AbstractJonathan Cohen outlines three types of goals for schools to pursue—systemic improvement goals, instructional improvement goals, and relational improvement goals—but states that it is impractical to expect schools to address all three at once. This study argues that it is in fact essential that relational improvement goals be pursued concomitantly with systemic and instructional improvement goals in order for the latter to succeed. Several foundational psychoanalytic precepts used to build the patient–therapist alliance apply well to building relationships with stakeholders within a school context, ranging from students and parents to teachers and leaders.

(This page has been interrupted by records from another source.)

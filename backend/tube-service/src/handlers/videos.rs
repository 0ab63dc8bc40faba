/// Video handlers - listing, publishing and owner-only mutations
use crate::config::MediaConfig;
use crate::error::{AppError, Result};
use crate::handlers::upload::{read_form, FormField};
use crate::middleware::UserId;
use crate::models::{VideoListFilter, VideoSort};
use crate::pagination::{PageQuery, Pagination};
use crate::response::ApiResponse;
use crate::services::{MediaUploader, VideoDraft, VideoEdit, VideoService};
use crate::validation::{optional_text, parse_id, require_text};
use actix_multipart::Multipart;
use actix_web::{web, HttpResponse};
use serde::Deserialize;
use sqlx::PgPool;
use uuid::Uuid;

const PUBLISH_FIELDS: &[FormField] = &[
    FormField::Text("title"),
    FormField::Text("description"),
    FormField::File("videoFile"),
    FormField::File("thumbnail"),
];

const UPDATE_FIELDS: &[FormField] = &[
    FormField::Text("title"),
    FormField::Text("description"),
    FormField::File("thumbnail"),
];

/// Multipart body of a publish request, for the API document.
#[derive(Deserialize, utoipa::ToSchema)]
#[serde(rename_all = "camelCase")]
pub struct PublishVideoForm {
    pub title: String,
    pub description: String,
    #[schema(value_type = String, format = Binary)]
    pub video_file: Vec<u8>,
    #[schema(value_type = String, format = Binary)]
    pub thumbnail: Vec<u8>,
}

/// Multipart body of a video update. Blank or missing fields are kept.
#[derive(Deserialize, utoipa::ToSchema)]
pub struct UpdateVideoForm {
    pub title: Option<String>,
    pub description: Option<String>,
    #[schema(value_type = Option<String>, format = Binary)]
    pub thumbnail: Option<Vec<u8>>,
}

#[derive(Debug, Default, Deserialize)]
#[serde(rename_all = "camelCase")]
pub struct VideoListQuery {
    #[serde(flatten)]
    pub page: PageQuery,
    pub query: Option<String>,
    pub sort_by: Option<String>,
    pub sort_type: Option<String>,
    pub user_id: Option<String>,
}

impl VideoListQuery {
    fn filter(&self) -> Result<VideoListFilter> {
        Ok(VideoListFilter {
            query: optional_text(self.query.as_deref()),
            // An unparsable owner id is ignored rather than rejected.
            owner_id: self
                .user_id
                .as_deref()
                .and_then(|id| Uuid::parse_str(id.trim()).ok()),
            sort: VideoSort::parse(self.sort_by.as_deref())?,
            ascending: VideoListFilter::ascending_from(self.sort_type.as_deref()),
        })
    }
}

/// GET /api/v1/videos
#[utoipa::path(
    get,
    path = "/api/v1/videos",
    tag = "videos",
    params(
        ("page" = Option<u32>, Query, description = "1-based page, default 1"),
        ("limit" = Option<u32>, Query, description = "Page size, default 10, max 100"),
        ("query" = Option<String>, Query, description = "Case-insensitive match on title or description"),
        ("sortBy" = Option<String>, Query, description = "createdAt, views, duration or title"),
        ("sortType" = Option<String>, Query, description = "asc, anything else sorts descending"),
        ("userId" = Option<String>, Query, description = "Only videos of this owner")
    ),
    responses(
        (status = 200, description = "Page of published videos"),
        (status = 400, description = "Unknown sortBy"),
        (status = 401, description = "Missing or invalid bearer token")
    ),
    security(("bearer_auth" = []))
)]
pub async fn list_videos(
    pool: web::Data<PgPool>,
    query: web::Query<VideoListQuery>,
) -> Result<HttpResponse> {
    let filter = query.filter()?;
    let pagination = Pagination::from_query(&query.page);

    let page = VideoService::new(pool.get_ref().clone())
        .list_videos(&filter, pagination)
        .await?;

    Ok(ApiResponse::ok(page, "Videos fetched successfully"))
}

/// POST /api/v1/videos (multipart: title, description, videoFile, thumbnail)
#[utoipa::path(
    post,
    path = "/api/v1/videos",
    tag = "videos",
    request_body(content = PublishVideoForm, content_type = "multipart/form-data"),
    responses(
        (status = 201, description = "Video published"),
        (status = 400, description = "Missing title, description or files"),
        (status = 502, description = "Media upload failed"),
        (status = 401, description = "Missing or invalid bearer token")
    ),
    security(("bearer_auth" = []))
)]
pub async fn publish_video(
    pool: web::Data<PgPool>,
    uploader: web::Data<dyn MediaUploader>,
    media: web::Data<MediaConfig>,
    user_id: UserId,
    payload: Multipart,
) -> Result<HttpResponse> {
    let mut form = read_form(payload, PUBLISH_FIELDS, media.max_upload_bytes).await?;

    let title = require_text(form.text("title"), "Title and description are required")?;
    let description =
        require_text(form.text("description"), "Title and description are required")?;

    let (video_file, thumbnail) = match (form.take_file("videoFile"), form.take_file("thumbnail")) {
        (Some(video_file), Some(thumbnail)) => (video_file, thumbnail),
        _ => {
            return Err(AppError::BadRequest(
                "Video file and thumbnail are required".to_string(),
            ))
        }
    };

    let video = VideoService::new(pool.get_ref().clone())
        .publish_video(
            uploader.get_ref(),
            user_id.0,
            VideoDraft {
                title,
                description,
                video_file,
                thumbnail,
            },
        )
        .await?;

    Ok(ApiResponse::created(video, "Video published successfully"))
}

/// GET /api/v1/videos/{videoId}
#[utoipa::path(
    get,
    path = "/api/v1/videos/{videoId}",
    tag = "videos",
    params(("videoId" = String, Path, description = "Video id")),
    responses(
        (status = 200, description = "Video with owner and like count"),
        (status = 404, description = "Video not found"),
        (status = 401, description = "Missing or invalid bearer token")
    ),
    security(("bearer_auth" = []))
)]
pub async fn get_video(
    pool: web::Data<PgPool>,
    path: web::Path<String>,
    user_id: UserId,
) -> Result<HttpResponse> {
    let video_id = parse_id(&path, "video")?;

    let video = VideoService::new(pool.get_ref().clone())
        .get_video(user_id.0, video_id)
        .await?;

    Ok(ApiResponse::ok(video, "Video fetched"))
}

/// PATCH /api/v1/videos/{videoId} (multipart: title, description, thumbnail)
#[utoipa::path(
    patch,
    path = "/api/v1/videos/{videoId}",
    tag = "videos",
    params(("videoId" = String, Path, description = "Video id")),
    request_body(content = UpdateVideoForm, content_type = "multipart/form-data"),
    responses(
        (status = 200, description = "Video updated"),
        (status = 403, description = "Not the owner"),
        (status = 404, description = "Video not found"),
        (status = 401, description = "Missing or invalid bearer token")
    ),
    security(("bearer_auth" = []))
)]
pub async fn update_video(
    pool: web::Data<PgPool>,
    uploader: web::Data<dyn MediaUploader>,
    media: web::Data<MediaConfig>,
    path: web::Path<String>,
    user_id: UserId,
    payload: Multipart,
) -> Result<HttpResponse> {
    let video_id = parse_id(&path, "video")?;
    let mut form = read_form(payload, UPDATE_FIELDS, media.max_upload_bytes).await?;

    let edit = VideoEdit {
        title: optional_text(form.text("title")),
        description: optional_text(form.text("description")),
        thumbnail: form.take_file("thumbnail"),
    };

    let video = VideoService::new(pool.get_ref().clone())
        .update_video(uploader.get_ref(), user_id.0, video_id, edit)
        .await?;

    Ok(ApiResponse::ok(video, "Video updated successfully"))
}

/// DELETE /api/v1/videos/{videoId}
#[utoipa::path(
    delete,
    path = "/api/v1/videos/{videoId}",
    tag = "videos",
    params(("videoId" = String, Path, description = "Video id")),
    responses(
        (status = 200, description = "Video deleted"),
        (status = 403, description = "Not the owner"),
        (status = 404, description = "Video not found"),
        (status = 401, description = "Missing or invalid bearer token")
    ),
    security(("bearer_auth" = []))
)]
pub async fn delete_video(
    pool: web::Data<PgPool>,
    path: web::Path<String>,
    user_id: UserId,
) -> Result<HttpResponse> {
    let video_id = parse_id(&path, "video")?;

    VideoService::new(pool.get_ref().clone())
        .delete_video(user_id.0, video_id)
        .await?;

    Ok(ApiResponse::ok(serde_json::json!({}), "Video deleted successfully"))
}

/// PATCH /api/v1/videos/toggle/publish/{videoId}
#[utoipa::path(
    patch,
    path = "/api/v1/videos/toggle/publish/{videoId}",
    tag = "videos",
    params(("videoId" = String, Path, description = "Video id")),
    responses(
        (status = 200, description = "Publish flag flipped"),
        (status = 403, description = "Not the owner"),
        (status = 404, description = "Video not found"),
        (status = 401, description = "Missing or invalid bearer token")
    ),
    security(("bearer_auth" = []))
)]
pub async fn toggle_publish(
    pool: web::Data<PgPool>,
    path: web::Path<String>,
    user_id: UserId,
) -> Result<HttpResponse> {
    let video_id = parse_id(&path, "video")?;

    let video = VideoService::new(pool.get_ref().clone())
        .toggle_publish(user_id.0, video_id)
        .await?;

    let state = if video.is_published {
        "Published"
    } else {
        "Unpublished"
    };
    Ok(ApiResponse::ok(video, format!("Video is now {state}")))
}
/// Business logic layer for tube-service
///
/// Services own the authorization and existence rules; repositories in
/// `crate::db` run the statements.
pub mod comments;
pub mod dashboard;
pub mod likes;
pub mod media;
pub mod playlists;
pub mod subscriptions;
pub mod tweets;
pub mod videos;

// Re-export commonly used services
pub use comments::CommentService;
pub use dashboard::DashboardService;
pub use likes::LikeService;
pub use media::{CloudinaryUploader, MediaUploader, UploadFile, UploadedMedia};
pub use playlists::PlaylistService;
pub use subscriptions::SubscriptionService;
pub use tweets::TweetService;
pub use videos::{VideoDraft, VideoEdit, VideoService};
use crate::db::{likes_count, owner_profile_json};
use crate::models::{Comment, CommentView};
use crate::pagination::Pagination;
use sqlx::PgPool;
use uuid::Uuid;

const COMMENT_COLUMNS: &str = "id, content, video_id, owner_id, created_at, updated_at";

pub async fn insert_comment(
    pool: &PgPool,
    video_id: Uuid,
    owner_id: Uuid,
    content: &str,
) -> Result<Comment, sqlx::Error> {
    let sql = format!(
        "INSERT INTO comments (video_id, owner_id, content) VALUES ($1, $2, $3) \
         RETURNING {COMMENT_COLUMNS}"
    );
    sqlx::query_as::<_, Comment>(&sql)
        .bind(video_id)
        .bind(owner_id)
        .bind(content)
        .fetch_one(pool)
        .await
}

/// Newest-first page of a video's comments as seen by `viewer`.
pub async fn list_for_video(
    pool: &PgPool,
    video_id: Uuid,
    viewer: Uuid,
    pagination: Pagination,
) -> Result<(Vec<CommentView>, i64), sqlx::Error> {
    let total = count_for_video(pool, video_id).await?;

    let sql = format!(
        "SELECT c.id, c.content, c.created_at, c.updated_at, \
                {owner} AS owner, \
                {likes} AS likes_count, \
                EXISTS(SELECT 1 FROM likes me \
                       WHERE me.target_kind = 'comment' AND me.target_id = c.id \
                         AND me.liked_by = $2) AS is_liked_by_me \
         FROM comments c \
         WHERE c.video_id = $1 \
         ORDER BY c.created_at DESC, c.id ASC \
         LIMIT $3 OFFSET $4",
        owner = owner_profile_json("c.owner_id"),
        likes = likes_count("comment", "c.id"),
    );
    let comments = sqlx::query_as::<_, CommentView>(&sql)
        .bind(video_id)
        .bind(viewer)
        .bind(pagination.limit)
        .bind(pagination.offset())
        .fetch_all(pool)
        .await?;

    Ok((comments, total))
}

/// Update only when `owner_id` owns the comment.
pub async fn update_owned(
    pool: &PgPool,
    comment_id: Uuid,
    owner_id: Uuid,
    content: &str,
) -> Result<Option<Comment>, sqlx::Error> {
    let sql = format!(
        "UPDATE comments SET content = $3, updated_at = NOW() \
         WHERE id = $1 AND owner_id = $2 RETURNING {COMMENT_COLUMNS}"
    );
    sqlx::query_as::<_, Comment>(&sql)
        .bind(comment_id)
        .bind(owner_id)
        .bind(content)
        .fetch_optional(pool)
        .await
}

/// Delete only when `owner_id` owns the comment. Returns the removed row.
pub async fn delete_owned(
    pool: &PgPool,
    comment_id: Uuid,
    owner_id: Uuid,
) -> Result<Option<Comment>, sqlx::Error> {
    let sql = format!(
        "DELETE FROM comments WHERE id = $1 AND owner_id = $2 RETURNING {COMMENT_COLUMNS}"
    );
    sqlx::query_as::<_, Comment>(&sql)
        .bind(comment_id)
        .bind(owner_id)
        .fetch_optional(pool)
        .await
}

pub async fn comment_exists(pool: &PgPool, comment_id: Uuid) -> Result<bool, sqlx::Error> {
    sqlx::query_scalar::<_, bool>("SELECT EXISTS(SELECT 1 FROM comments WHERE id = $1)")
        .bind(comment_id)
        .fetch_one(pool)
        .await
}

pub async fn count_for_video(pool: &PgPool, video_id: Uuid) -> Result<i64, sqlx::Error> {
    sqlx::query_scalar::<_, i64>("SELECT COUNT(*) FROM comments WHERE video_id = $1")
        .bind(video_id)
        .fetch_one(pool)
        .await
}
/// Tube Service Library
///
/// Video sharing backend: videos with external media upload, comments,
/// likes, tweets, playlists, channel subscriptions and a channel dashboard.
///
/// # Modules
///
/// - `handlers`: HTTP request handlers, one module per resource
/// - `routes`: Route table and extractor configuration
/// - `services`: Business rules (existence, ownership, media upload)
/// - `db`: PostgreSQL repositories
/// - `models`: Row and response types
/// - `middleware`: Bearer authentication, request metrics, ownership checks
/// - `error` / `response`: Error and success envelopes
/// - `config`: Configuration management
/// - `metrics`: Prometheus collectors
pub mod config;
pub mod db;
pub mod error;
pub mod handlers;
pub mod metrics;
pub mod middleware;
pub mod models;
pub mod openapi;
pub mod pagination;
pub mod response;
pub mod routes;
pub mod services;
pub mod validation;

pub use config::Config;
pub use error::{AppError, Result};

We present our own experience implementing the School‐Based Mental Health Collaboration (SBMHC) in a handful of public elementary schools in high‐poverty neighborhoods in New York City. This program relies on classroom consultants who spend a half day a week in an assigned classroom co‐teaching a social–emotional learning (SEL) curriculum; consulting with teachers about students, classroom management, and the integration of SEL into the classroom culture; and referring children for community‐based services. SBMHC staff take a mentalizing stance of nonjudgmental curiosity about the meaning and function of stakeholders' behaviors, while encouraging stakeholders to do the same with each other. This approach builds strong relationships in which stakeholders can reflect safely and thoughtfully about their own behaviors and that of their students. We find that it is within this “holding environment” that school stakeholders are best poised to undertake the difficult attitudinal and behavioral changes necessary to promote school safety.